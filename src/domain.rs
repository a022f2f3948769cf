//! Shared domain types
//!
//! Types used across the resource modules: the income/expense distinction
//! and the amount parsing rule (exact-precision decimals, transmitted as
//! strings, rejected before storage when malformed or negative).

use rust_decimal::Decimal;
use serde::{Deserialize, Serialize};
use std::str::FromStr;

use crate::error::ApiError;

/// Transaction direction
///
/// Applies to transactions, categories, and budgets alike. Stored in the
/// database as lowercase text with a CHECK constraint.
#[derive(Debug, Clone, Copy, PartialEq, Eq, Serialize, Deserialize)]
#[serde(rename_all = "lowercase")]
pub enum TransactionType {
    Income,
    Expense,
}

impl TransactionType {
    pub fn as_str(&self) -> &'static str {
        match self {
            Self::Income => "income",
            Self::Expense => "expense",
        }
    }
}

impl FromStr for TransactionType {
    type Err = ApiError;

    fn from_str(s: &str) -> Result<Self, Self::Err> {
        match s {
            "income" => Ok(Self::Income),
            "expense" => Ok(Self::Expense),
            other => Err(ApiError::validation(format!(
                "Invalid type '{}': must be 'income' or 'expense'.",
                other
            ))),
        }
    }
}

impl std::fmt::Display for TransactionType {
    fn fmt(&self, f: &mut std::fmt::Formatter<'_>) -> std::fmt::Result {
        f.write_str(self.as_str())
    }
}

/// Parse a monetary amount from its wire representation
///
/// Amounts travel as decimal strings to avoid floating-point drift in
/// transit. Anything that does not parse as a decimal, or that is
/// negative, is rejected before reaching storage.
pub fn parse_amount(raw: &str) -> Result<Decimal, ApiError> {
    let amount = Decimal::from_str(raw.trim())
        .map_err(|_| ApiError::validation(format!("Invalid amount format: '{}'.", raw)))?;
    if amount.is_sign_negative() {
        return Err(ApiError::validation("Amount must not be negative."));
    }
    Ok(amount)
}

> **ASSIGNMENT**
Filter the entries above down to the lines that contain the word "lowercase".

> **EXERCISE ANSWER**
/// database as lowercase text with a CHECK constraint.
#[serde(rename_all = "lowercase")]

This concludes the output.